Walmart beat revenue estimates last quarter, but shares fell more than 7% after it issued lower-than-expected guidance amid high fuel prices.
Revenue was up 7.9% year-over-year to US$177.75 billion, above LSEG-compiled estimates of $174.98 billion. Earnings per share were $0.66, rising from $0.61 and in line with estimates.
“Our results reflect our continued focus on delivering across the enterprise — better shopping experiences, a broader assortment, and faster delivery,” said Walmart president and CEO John Furner.
“Our teams are adopting innovative technologies, driving productivity through automation, and growing higher-margin commerce solutions. It’s a disciplined approach that’s helping us grow the business and strengthen returns.”
Comparable sales growth was 4.1%, in line with estimates but slowing from 4.5% one year ago.
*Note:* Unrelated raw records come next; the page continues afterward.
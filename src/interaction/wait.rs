use std::future::Future;
use std::time::Duration;

use tokio::time::Instant;

use crate::browser::{ElementState, PageDriver};
use crate::error::{Result, ScenarioError};
use crate::selectors::Locator;

/// Bounds for the presence → visibility → interactability wait.
#[derive(Debug, Clone, Copy, PartialEq, Eq)]
pub struct PhaseTimeouts {
    pub presence: Duration,
    pub visibility: Duration,
    pub interactable: Duration,
    pub poll_interval: Duration,
}

/// Poll `check` until it yields a value or `timeout` elapses.
///
/// The check always runs at least once. Errors from the check count as
/// "not yet" so a transient transport hiccup does not abort the wait.
pub async fn poll_until<T, F, Fut>(timeout: Duration, interval: Duration, mut check: F) -> Option<T>
where
    F: FnMut() -> Fut,
    Fut: Future<Output = anyhow::Result<Option<T>>>,
{
    let deadline = Instant::now() + timeout;
    loop {
        match check().await {
            Ok(Some(value)) => return Some(value),
            Ok(None) => {}
            Err(e) => tracing::debug!("Wait condition check failed: {:#}", e),
        }

        let now = Instant::now();
        if now >= deadline {
            return None;
        }
        tokio::time::sleep(interval.min(deadline - now)).await;
    }
}

async fn wait_for_state<P>(
    driver: &dyn PageDriver,
    locator: &Locator,
    timeout: Duration,
    interval: Duration,
    accept: P,
) -> Option<ElementState>
where
    P: Fn(&ElementState) -> bool,
{
    let accept = &accept;
    poll_until(timeout, interval, move || async move {
        let state = driver.probe(locator).await?;
        Ok::<_, anyhow::Error>(accept(&state).then_some(state))
    })
    .await
}

/// Phase 1: the element exists in the document.
pub async fn wait_present(
    driver: &dyn PageDriver,
    locator: &Locator,
    timeout: Duration,
    interval: Duration,
) -> Result<ElementState> {
    wait_for_state(driver, locator, timeout, interval, |s| s.present)
        .await
        .ok_or_else(|| ScenarioError::ElementNotFound(locator.to_string()))
}

/// Phase 2: the element is rendered with a non-empty box.
pub async fn wait_visible(
    driver: &dyn PageDriver,
    locator: &Locator,
    timeout: Duration,
    interval: Duration,
) -> Result<ElementState> {
    wait_for_state(driver, locator, timeout, interval, |s| s.present && s.visible)
        .await
        .ok_or_else(|| ScenarioError::timeout(format!("{} to become visible", locator), timeout))
}

/// Phase 3: the element is visible and not disabled.
pub async fn wait_interactable(
    driver: &dyn PageDriver,
    locator: &Locator,
    timeout: Duration,
    interval: Duration,
) -> Result<ElementState> {
    wait_for_state(driver, locator, timeout, interval, |s| {
        s.present && s.visible && s.enabled
    })
    .await
    .ok_or_else(|| ScenarioError::timeout(format!("{} to become enabled", locator), timeout))
}

/// Run all three phases in order, each against its own bound.
pub async fn wait_ready(
    driver: &dyn PageDriver,
    locator: &Locator,
    phases: &PhaseTimeouts,
) -> Result<ElementState> {
    wait_present(driver, locator, phases.presence, phases.poll_interval).await?;
    wait_visible(driver, locator, phases.visibility, phases.poll_interval).await?;
    wait_interactable(driver, locator, phases.interactable, phases.poll_interval).await
}

/// Wait for an element to be absent or hidden, e.g. a loading spinner.
pub async fn wait_gone(
    driver: &dyn PageDriver,
    locator: &Locator,
    timeout: Duration,
    interval: Duration,
) -> Result<()> {
    wait_for_state(driver, locator, timeout, interval, |s| !s.present || !s.visible)
        .await
        .map(|_| ())
        .ok_or_else(|| ScenarioError::timeout(format!("{} to clear", locator), timeout))
}

/// Wait for a checkbox or radio to report `checked`.
pub async fn wait_checked(
    driver: &dyn PageDriver,
    locator: &Locator,
    timeout: Duration,
    interval: Duration,
) -> Result<ElementState> {
    wait_for_state(driver, locator, timeout, interval, |s| s.present && s.checked)
        .await
        .ok_or_else(|| ScenarioError::timeout(format!("{} to become checked", locator), timeout))
}

/// Wait until the texts of every element matching `locator` satisfy `accept`.
pub async fn wait_for_texts<P>(
    driver: &dyn PageDriver,
    locator: &Locator,
    timeout: Duration,
    interval: Duration,
    accept: P,
) -> Option<Vec<String>>
where
    P: Fn(&[String]) -> bool,
{
    let accept = &accept;
    poll_until(timeout, interval, move || async move {
        let texts = driver.texts(locator).await?;
        Ok::<_, anyhow::Error>(accept(&texts).then_some(texts))
    })
    .await
}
Global e-commerce sales were up 26%, and membership fee revenue rose 17.4%.
Operating income increased 5% to $7.49 billion, though it said this included a 250 basis point hit from high fuel costs in distribution and fulfillment.
The company’s outlook for the current quarter includes net sales growth of 4.0-5.0% and earnings per share of $0.72-0.74. This is below estimates of $0.75.
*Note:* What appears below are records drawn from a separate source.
use clap::Parser;
use std::path::PathBuf;
use std::process::ExitCode;
use std::sync::Arc;

use favorites_scenario::browser::capabilities::DEFAULT_CDP_ENDPOINT;
use favorites_scenario::browser::{CapabilityPreset, Connector, LocalConnector, VendorConnector};
use favorites_scenario::config::{Credentials, ScenarioPlan};
use favorites_scenario::scenario::storefront::DEFAULT_BASE_URL;
use favorites_scenario::scenario::{ScenarioReport, ScenarioRunner, Storefront};

/// favorites-scenario: sign in, filter, favorite and verify on the demo storefront
#[derive(Parser)]
#[command(name = "favorites-scenario", version, about)]
struct Cli {
    /// Remote environment to run in
    #[arg(long, value_enum, default_value_t = CapabilityPreset::WindowsChrome)]
    capability: CapabilityPreset,

    /// Vendor CDP websocket endpoint
    #[arg(long, env = "SERVICE_CDP_ENDPOINT", default_value = DEFAULT_CDP_ENDPOINT)]
    endpoint: String,

    /// Launch a local Chrome instead of a vendor session
    #[arg(long)]
    local: bool,

    /// Show the local Chrome window (default: headless)
    #[arg(long, requires = "local")]
    headed: bool,

    /// Storefront base URL
    #[arg(long, default_value = DEFAULT_BASE_URL)]
    base_url: String,

    /// Brand to filter the catalog by
    #[arg(long, default_value = "Samsung")]
    brand: String,

    /// Product to favorite
    #[arg(long, default_value = "Galaxy S20+")]
    item: String,

    /// Directory for failure screenshots
    #[arg(long)]
    artifacts_dir: Option<PathBuf>,

    /// Write the JSON report here
    #[arg(long)]
    report: Option<PathBuf>,
}

#[tokio::main]
async fn main() -> anyhow::Result<ExitCode> {
    tracing_subscriber::fmt()
        .with_env_filter(
            tracing_subscriber::EnvFilter::try_from_default_env()
                .unwrap_or_else(|_| tracing_subscriber::EnvFilter::new("info")),
        )
        .with_writer(std::io::stderr)
        .with_ansi(false)
        .with_target(false)
        .without_time()
        .init();

    let cli = Cli::parse();
    let capability = cli.capability.descriptor();

    let connector: Arc<dyn Connector> = if cli.local {
        Arc::new(LocalConnector::new(!cli.headed))
    } else {
        Arc::new(VendorConnector::new(cli.endpoint.clone()))
    };

    let mut runner = ScenarioRunner::new(connector, Storefront::new(&cli.base_url));
    if let Some(dir) = cli.artifacts_dir {
        runner = runner.with_artifacts_dir(dir);
    }

    let plan = ScenarioPlan {
        brand: cli.brand,
        item: cli.item,
        ..Default::default()
    };
    let credentials = Credentials::from_env();

    tracing::info!(
        "Running favorites scenario on {} (local: {})",
        capability.name,
        cli.local
    );
    let mut report = ScenarioReport::new(&capability.name);
    let result = runner
        .run_into(&capability, credentials.as_ref(), &plan, &mut report)
        .await;

    if let Some(path) = &cli.report {
        report.write_json(path).await?;
        tracing::info!("Report written to {}", path.display());
    }
    result?;

    if report.passed() {
        tracing::info!("Scenario passed ({} checks)", report.outcomes.len());
        Ok(ExitCode::SUCCESS)
    } else {
        for failure in report.failures() {
            tracing::error!("{}: {}", failure.check, failure.detail);
        }
        Ok(ExitCode::FAILURE)
    }
}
Rising fuel prices’ pressure on consumers will likely worsen in the current quarter as the effects of tax refunds end, Walmart CFO John David Rainey told CNBC.
Walmart also maintained its full-year guidance of 3.5-4.5% in net sales growth and earnings per share of $2.75-2.85.
Shares in Walmart (NASDAQ: WMT) closed 7.3% lower at $121.34, but rose 0.5% after-hours. Its market capitalisation is $967.20 billion.